(Your objective)
In the records below, some lines hold the word "ExtractionResponse". Copy each of those lines.

────────

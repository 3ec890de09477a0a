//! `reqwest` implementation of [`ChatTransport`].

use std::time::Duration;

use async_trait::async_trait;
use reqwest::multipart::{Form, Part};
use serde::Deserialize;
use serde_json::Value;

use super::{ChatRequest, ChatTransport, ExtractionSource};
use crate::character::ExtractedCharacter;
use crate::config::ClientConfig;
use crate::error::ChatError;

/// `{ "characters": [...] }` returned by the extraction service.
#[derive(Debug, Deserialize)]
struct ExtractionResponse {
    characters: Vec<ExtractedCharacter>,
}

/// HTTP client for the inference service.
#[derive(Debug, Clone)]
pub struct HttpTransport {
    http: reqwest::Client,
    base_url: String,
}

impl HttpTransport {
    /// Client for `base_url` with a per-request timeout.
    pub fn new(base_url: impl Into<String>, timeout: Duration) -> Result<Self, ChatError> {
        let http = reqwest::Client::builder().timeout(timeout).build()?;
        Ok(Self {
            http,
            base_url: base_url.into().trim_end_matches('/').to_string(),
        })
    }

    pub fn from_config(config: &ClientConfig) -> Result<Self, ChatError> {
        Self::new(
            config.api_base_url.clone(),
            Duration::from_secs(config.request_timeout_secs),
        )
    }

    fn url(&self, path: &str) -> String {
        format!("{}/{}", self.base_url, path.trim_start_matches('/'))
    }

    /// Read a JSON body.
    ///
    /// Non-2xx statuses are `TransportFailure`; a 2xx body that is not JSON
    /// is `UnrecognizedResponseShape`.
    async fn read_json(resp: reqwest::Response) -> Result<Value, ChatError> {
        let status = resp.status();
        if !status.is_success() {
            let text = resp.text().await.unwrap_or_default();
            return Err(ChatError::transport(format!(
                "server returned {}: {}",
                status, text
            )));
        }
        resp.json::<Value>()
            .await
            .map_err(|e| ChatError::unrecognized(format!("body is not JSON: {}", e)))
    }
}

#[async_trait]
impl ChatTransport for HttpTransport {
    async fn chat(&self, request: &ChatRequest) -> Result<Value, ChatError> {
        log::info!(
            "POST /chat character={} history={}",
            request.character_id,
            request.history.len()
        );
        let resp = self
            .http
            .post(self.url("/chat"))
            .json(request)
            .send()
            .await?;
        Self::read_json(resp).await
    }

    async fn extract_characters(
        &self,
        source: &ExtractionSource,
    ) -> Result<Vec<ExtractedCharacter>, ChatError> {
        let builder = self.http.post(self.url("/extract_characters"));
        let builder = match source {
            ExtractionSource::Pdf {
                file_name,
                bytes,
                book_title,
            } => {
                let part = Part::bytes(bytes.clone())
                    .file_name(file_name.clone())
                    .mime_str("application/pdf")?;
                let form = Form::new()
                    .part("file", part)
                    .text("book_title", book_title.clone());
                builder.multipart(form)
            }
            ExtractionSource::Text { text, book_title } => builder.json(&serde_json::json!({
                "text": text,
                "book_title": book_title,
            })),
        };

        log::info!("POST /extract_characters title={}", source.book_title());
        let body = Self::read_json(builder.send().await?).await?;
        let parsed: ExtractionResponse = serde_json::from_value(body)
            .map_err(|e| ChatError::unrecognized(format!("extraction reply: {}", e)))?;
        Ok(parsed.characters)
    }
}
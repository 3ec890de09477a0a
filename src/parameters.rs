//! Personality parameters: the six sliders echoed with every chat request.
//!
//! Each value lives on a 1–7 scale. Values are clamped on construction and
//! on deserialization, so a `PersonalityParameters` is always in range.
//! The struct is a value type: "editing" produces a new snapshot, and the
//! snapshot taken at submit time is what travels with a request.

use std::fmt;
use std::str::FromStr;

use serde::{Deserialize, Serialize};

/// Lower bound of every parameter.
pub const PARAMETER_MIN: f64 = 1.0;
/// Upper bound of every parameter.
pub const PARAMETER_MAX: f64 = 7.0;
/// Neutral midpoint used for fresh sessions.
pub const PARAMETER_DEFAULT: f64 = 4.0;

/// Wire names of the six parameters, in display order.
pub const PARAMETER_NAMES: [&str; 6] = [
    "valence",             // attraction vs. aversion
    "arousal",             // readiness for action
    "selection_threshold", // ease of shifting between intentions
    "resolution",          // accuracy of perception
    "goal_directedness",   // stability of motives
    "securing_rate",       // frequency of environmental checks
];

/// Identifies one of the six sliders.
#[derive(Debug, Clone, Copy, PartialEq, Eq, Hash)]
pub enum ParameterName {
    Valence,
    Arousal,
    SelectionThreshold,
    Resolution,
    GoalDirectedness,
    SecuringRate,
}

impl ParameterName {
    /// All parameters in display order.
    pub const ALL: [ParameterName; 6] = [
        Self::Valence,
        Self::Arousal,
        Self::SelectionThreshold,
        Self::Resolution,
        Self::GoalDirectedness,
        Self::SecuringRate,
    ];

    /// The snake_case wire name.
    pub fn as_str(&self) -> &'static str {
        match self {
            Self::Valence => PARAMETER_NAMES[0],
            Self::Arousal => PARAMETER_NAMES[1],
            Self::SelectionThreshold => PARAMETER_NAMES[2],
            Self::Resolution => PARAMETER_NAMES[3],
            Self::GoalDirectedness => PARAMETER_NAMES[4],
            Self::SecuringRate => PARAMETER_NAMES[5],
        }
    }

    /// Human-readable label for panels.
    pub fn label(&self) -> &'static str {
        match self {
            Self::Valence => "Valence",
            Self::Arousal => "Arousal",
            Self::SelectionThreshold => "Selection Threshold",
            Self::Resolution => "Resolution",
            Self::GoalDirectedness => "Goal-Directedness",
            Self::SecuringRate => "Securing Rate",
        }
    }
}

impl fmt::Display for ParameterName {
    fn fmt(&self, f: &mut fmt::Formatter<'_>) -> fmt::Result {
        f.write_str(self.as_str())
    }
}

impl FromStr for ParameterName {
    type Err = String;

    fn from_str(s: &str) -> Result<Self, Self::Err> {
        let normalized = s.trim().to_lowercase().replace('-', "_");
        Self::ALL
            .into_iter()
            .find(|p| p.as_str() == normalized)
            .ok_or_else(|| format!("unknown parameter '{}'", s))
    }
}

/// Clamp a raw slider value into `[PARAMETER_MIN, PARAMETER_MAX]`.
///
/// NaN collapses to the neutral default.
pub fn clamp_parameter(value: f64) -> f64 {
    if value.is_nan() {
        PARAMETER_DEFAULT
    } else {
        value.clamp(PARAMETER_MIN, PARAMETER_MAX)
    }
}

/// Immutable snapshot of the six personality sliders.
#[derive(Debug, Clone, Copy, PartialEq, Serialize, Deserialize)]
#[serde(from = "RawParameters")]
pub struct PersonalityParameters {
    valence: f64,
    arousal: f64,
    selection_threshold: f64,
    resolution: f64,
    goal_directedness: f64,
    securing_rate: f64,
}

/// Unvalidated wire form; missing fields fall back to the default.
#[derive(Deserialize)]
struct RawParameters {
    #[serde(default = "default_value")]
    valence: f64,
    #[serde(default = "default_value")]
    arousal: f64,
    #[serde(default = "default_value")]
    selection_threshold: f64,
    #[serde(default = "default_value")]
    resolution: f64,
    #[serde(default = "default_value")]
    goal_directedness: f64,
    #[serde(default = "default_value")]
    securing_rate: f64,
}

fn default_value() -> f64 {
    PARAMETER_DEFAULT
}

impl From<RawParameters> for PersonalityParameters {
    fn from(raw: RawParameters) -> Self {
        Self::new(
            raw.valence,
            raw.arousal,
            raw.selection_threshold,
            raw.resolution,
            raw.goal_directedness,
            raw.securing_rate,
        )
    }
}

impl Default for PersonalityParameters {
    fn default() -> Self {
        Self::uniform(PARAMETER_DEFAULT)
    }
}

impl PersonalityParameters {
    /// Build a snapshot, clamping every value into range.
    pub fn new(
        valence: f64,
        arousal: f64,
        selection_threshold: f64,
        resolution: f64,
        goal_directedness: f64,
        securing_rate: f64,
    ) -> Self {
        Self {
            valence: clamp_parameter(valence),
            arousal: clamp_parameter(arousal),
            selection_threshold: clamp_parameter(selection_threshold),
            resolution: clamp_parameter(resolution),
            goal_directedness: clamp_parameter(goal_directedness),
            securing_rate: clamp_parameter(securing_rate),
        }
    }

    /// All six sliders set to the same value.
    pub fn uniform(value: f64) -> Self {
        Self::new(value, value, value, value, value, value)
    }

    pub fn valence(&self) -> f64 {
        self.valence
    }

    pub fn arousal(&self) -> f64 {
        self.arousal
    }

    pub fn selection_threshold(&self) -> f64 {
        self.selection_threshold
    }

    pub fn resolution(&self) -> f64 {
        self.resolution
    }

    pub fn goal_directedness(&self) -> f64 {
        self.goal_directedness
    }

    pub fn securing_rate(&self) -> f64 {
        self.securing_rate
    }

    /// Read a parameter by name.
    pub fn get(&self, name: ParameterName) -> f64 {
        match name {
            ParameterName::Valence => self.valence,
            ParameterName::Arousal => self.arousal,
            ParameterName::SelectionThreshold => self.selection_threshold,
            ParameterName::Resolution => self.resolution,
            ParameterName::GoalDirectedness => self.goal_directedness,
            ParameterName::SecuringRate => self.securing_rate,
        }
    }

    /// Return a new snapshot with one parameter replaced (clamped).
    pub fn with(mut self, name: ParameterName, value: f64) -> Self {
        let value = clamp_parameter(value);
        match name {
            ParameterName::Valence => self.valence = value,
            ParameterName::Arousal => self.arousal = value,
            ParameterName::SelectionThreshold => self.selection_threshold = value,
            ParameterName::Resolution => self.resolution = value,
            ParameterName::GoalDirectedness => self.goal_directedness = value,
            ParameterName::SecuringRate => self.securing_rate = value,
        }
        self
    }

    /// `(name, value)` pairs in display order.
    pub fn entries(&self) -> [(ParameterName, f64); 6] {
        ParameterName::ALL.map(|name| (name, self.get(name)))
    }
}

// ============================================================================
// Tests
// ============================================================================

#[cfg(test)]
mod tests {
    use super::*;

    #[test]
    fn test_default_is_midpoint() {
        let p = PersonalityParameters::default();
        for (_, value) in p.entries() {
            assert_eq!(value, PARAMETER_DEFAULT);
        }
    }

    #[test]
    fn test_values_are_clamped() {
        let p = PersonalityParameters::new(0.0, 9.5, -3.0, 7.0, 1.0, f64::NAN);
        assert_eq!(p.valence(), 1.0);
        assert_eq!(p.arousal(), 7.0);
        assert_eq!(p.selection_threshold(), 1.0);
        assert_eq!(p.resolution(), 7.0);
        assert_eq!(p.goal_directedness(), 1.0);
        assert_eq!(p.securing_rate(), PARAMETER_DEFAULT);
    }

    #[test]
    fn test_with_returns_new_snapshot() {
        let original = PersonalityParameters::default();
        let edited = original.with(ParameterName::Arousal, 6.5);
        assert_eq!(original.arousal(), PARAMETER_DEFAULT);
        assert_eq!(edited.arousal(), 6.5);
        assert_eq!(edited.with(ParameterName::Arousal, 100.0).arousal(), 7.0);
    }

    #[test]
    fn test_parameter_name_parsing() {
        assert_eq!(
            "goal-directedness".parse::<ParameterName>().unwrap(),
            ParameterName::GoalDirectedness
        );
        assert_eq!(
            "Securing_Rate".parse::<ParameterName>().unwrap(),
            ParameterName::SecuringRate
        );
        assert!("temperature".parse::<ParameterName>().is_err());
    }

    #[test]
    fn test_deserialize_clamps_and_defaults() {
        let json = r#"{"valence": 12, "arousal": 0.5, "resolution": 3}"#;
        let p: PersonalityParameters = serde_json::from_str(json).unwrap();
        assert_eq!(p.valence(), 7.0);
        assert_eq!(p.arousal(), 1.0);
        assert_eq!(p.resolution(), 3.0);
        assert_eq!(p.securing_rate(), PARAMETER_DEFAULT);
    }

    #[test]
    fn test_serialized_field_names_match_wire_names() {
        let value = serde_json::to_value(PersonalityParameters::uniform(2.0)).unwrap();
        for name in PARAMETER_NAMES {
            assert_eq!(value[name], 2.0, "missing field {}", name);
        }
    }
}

────────

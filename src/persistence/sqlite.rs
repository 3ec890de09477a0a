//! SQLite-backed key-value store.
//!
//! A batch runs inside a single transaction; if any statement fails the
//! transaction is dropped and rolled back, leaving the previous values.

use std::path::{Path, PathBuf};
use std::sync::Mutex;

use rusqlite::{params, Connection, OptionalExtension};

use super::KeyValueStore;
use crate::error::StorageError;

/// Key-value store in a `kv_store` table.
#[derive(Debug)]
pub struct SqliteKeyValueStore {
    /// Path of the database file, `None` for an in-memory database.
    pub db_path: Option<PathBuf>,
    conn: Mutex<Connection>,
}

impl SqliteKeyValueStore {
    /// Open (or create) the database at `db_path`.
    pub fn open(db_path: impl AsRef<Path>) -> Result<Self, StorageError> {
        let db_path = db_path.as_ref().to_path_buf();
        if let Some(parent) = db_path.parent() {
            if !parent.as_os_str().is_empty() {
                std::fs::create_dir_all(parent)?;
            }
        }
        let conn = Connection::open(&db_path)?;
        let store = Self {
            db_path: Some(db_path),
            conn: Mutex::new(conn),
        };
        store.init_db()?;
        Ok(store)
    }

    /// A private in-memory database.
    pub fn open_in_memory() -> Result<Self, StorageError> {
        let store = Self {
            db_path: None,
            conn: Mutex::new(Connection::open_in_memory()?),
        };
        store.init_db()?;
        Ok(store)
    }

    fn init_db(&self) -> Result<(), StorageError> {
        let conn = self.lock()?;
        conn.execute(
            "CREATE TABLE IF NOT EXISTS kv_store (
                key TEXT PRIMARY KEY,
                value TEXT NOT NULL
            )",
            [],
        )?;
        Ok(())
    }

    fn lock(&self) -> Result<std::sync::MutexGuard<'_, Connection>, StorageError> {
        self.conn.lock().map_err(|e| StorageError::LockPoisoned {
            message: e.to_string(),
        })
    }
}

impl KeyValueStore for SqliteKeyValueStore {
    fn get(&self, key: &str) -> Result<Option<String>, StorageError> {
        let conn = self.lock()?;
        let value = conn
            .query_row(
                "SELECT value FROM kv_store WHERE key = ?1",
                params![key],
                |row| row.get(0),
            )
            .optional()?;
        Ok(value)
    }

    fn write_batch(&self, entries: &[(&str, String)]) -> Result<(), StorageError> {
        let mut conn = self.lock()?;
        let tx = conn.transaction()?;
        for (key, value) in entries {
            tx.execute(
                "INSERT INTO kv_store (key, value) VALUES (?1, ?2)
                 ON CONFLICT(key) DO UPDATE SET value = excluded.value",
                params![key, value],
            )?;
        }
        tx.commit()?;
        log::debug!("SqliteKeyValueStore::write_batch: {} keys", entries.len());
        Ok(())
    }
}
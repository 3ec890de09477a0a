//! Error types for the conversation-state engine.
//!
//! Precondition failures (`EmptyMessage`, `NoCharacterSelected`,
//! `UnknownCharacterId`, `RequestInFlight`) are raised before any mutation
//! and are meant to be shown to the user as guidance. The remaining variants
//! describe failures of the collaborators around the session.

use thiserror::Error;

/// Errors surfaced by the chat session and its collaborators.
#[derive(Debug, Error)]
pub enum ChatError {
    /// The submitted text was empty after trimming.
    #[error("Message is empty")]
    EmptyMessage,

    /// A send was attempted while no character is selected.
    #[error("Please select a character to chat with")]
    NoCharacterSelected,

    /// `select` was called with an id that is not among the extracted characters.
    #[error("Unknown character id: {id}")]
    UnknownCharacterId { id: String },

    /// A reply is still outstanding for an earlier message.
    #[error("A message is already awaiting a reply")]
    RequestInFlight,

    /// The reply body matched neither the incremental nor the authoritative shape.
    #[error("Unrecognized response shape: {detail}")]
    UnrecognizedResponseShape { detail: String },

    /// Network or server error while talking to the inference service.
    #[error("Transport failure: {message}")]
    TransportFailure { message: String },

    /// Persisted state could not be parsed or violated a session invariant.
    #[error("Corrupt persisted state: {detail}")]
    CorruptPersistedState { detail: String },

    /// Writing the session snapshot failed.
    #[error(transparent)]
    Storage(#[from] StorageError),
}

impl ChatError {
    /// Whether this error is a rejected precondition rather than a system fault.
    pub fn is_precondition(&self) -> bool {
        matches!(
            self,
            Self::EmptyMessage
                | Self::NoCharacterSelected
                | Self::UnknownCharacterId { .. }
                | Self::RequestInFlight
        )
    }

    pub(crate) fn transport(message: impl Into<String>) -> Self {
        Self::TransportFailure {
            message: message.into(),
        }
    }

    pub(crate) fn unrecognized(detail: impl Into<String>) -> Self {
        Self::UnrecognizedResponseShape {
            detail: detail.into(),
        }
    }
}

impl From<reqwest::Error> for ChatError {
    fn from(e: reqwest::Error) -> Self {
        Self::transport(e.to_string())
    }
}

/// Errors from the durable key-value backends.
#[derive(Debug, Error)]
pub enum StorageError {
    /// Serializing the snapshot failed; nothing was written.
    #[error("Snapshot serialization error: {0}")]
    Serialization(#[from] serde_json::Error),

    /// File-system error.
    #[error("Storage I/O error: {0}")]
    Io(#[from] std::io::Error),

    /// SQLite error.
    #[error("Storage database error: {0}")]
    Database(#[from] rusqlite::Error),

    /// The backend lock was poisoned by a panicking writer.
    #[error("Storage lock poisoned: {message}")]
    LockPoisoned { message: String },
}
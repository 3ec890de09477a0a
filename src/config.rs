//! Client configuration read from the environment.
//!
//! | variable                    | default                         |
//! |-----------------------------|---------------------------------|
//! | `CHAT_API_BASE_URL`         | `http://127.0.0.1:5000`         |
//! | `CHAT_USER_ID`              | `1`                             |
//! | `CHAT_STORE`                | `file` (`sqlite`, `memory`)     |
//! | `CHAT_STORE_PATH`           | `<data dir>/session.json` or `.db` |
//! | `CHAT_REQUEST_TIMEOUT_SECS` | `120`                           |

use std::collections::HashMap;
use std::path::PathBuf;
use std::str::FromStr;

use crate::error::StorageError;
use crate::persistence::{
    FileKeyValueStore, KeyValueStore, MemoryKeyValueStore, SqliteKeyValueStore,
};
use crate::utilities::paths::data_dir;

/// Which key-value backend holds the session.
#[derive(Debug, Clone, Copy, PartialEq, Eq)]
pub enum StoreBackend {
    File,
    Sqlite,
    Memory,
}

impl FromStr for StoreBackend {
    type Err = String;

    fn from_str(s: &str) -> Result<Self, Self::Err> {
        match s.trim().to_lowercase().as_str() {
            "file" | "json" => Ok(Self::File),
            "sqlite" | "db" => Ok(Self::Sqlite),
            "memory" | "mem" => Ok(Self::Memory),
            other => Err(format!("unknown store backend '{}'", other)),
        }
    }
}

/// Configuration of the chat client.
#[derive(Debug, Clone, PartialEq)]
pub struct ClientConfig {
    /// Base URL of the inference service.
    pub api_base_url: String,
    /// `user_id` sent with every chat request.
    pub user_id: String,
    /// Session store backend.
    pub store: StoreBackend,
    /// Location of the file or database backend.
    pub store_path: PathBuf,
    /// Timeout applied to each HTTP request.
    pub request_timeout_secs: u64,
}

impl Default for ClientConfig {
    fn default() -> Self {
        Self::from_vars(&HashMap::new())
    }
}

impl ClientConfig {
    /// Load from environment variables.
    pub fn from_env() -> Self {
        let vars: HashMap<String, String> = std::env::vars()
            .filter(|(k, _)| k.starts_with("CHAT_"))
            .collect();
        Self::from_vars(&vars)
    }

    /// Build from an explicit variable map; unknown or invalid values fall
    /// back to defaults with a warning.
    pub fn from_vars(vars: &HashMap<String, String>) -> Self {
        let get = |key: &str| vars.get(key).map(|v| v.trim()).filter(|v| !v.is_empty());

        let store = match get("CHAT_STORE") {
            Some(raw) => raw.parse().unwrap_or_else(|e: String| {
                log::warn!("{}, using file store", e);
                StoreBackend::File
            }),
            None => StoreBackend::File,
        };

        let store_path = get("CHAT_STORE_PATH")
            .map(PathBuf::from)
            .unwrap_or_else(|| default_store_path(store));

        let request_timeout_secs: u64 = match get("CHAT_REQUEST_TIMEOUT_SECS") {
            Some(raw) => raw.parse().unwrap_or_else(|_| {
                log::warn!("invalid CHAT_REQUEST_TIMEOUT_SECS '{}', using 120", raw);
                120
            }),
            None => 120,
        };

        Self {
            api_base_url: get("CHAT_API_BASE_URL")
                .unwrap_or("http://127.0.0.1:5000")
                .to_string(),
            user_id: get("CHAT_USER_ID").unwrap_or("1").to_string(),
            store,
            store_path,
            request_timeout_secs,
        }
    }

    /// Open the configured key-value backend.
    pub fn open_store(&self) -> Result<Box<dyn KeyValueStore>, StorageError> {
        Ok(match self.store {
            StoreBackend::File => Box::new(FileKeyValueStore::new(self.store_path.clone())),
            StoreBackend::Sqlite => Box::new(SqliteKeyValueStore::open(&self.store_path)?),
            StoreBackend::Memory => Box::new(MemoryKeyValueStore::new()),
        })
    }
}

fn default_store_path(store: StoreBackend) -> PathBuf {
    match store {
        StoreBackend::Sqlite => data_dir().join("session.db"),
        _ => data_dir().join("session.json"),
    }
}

────────

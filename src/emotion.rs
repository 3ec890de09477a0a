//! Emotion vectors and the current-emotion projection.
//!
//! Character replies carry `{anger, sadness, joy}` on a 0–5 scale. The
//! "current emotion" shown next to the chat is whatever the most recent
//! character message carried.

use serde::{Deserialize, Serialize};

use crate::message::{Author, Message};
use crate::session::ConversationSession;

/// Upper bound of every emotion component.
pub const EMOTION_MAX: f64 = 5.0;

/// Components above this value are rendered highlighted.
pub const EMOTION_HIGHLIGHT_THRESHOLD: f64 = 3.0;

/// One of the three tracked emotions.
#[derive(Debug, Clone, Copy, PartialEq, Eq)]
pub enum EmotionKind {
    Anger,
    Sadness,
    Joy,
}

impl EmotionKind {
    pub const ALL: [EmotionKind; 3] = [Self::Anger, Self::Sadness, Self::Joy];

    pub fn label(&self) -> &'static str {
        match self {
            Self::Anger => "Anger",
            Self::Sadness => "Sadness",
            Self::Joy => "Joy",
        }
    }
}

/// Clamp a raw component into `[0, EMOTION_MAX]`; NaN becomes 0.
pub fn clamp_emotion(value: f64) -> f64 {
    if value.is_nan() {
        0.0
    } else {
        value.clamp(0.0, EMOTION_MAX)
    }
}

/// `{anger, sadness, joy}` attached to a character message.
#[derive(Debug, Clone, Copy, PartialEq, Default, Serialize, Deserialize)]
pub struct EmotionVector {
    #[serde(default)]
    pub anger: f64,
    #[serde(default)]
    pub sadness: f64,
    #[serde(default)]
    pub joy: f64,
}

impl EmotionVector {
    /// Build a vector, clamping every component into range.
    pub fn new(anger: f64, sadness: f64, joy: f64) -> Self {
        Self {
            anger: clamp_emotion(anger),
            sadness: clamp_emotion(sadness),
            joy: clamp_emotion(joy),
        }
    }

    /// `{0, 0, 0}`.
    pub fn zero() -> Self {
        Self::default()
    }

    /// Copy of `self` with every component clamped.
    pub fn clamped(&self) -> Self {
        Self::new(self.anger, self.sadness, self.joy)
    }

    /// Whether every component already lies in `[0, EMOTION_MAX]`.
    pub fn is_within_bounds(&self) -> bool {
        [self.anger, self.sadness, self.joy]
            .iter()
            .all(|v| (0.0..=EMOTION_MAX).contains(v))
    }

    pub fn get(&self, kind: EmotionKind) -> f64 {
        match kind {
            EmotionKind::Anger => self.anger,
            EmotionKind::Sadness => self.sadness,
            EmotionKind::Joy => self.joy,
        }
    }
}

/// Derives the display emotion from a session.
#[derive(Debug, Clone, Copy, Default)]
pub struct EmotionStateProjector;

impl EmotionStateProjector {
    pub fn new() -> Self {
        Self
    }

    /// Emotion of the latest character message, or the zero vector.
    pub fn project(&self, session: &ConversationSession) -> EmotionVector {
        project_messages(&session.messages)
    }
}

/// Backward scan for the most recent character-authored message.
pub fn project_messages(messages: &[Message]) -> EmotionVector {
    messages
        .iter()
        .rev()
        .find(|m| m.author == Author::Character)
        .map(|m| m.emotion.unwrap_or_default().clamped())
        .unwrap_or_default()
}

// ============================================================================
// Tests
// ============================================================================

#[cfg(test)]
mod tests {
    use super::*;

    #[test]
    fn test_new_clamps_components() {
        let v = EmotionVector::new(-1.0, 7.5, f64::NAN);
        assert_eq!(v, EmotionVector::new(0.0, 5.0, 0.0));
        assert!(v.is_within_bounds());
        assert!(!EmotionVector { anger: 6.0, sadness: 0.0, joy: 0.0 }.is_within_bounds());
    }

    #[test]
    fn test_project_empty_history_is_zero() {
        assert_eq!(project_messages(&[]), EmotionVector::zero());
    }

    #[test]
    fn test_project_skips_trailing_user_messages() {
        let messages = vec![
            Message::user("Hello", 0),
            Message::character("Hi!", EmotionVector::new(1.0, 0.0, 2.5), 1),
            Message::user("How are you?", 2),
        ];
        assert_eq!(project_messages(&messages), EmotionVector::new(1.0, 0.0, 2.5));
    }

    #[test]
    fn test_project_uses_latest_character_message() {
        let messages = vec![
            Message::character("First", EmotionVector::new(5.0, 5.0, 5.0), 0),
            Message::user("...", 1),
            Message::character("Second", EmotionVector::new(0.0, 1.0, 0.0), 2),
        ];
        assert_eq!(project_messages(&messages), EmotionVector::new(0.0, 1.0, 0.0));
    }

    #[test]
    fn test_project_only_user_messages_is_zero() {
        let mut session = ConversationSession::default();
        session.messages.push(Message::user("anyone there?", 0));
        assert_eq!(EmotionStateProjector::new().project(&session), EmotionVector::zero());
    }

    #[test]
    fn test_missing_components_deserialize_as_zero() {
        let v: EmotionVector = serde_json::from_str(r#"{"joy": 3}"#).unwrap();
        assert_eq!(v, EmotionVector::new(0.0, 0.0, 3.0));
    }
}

────────

(Finished exercise)
struct ExtractionResponse {
        let parsed: ExtractionResponse = serde_json::from_value(body)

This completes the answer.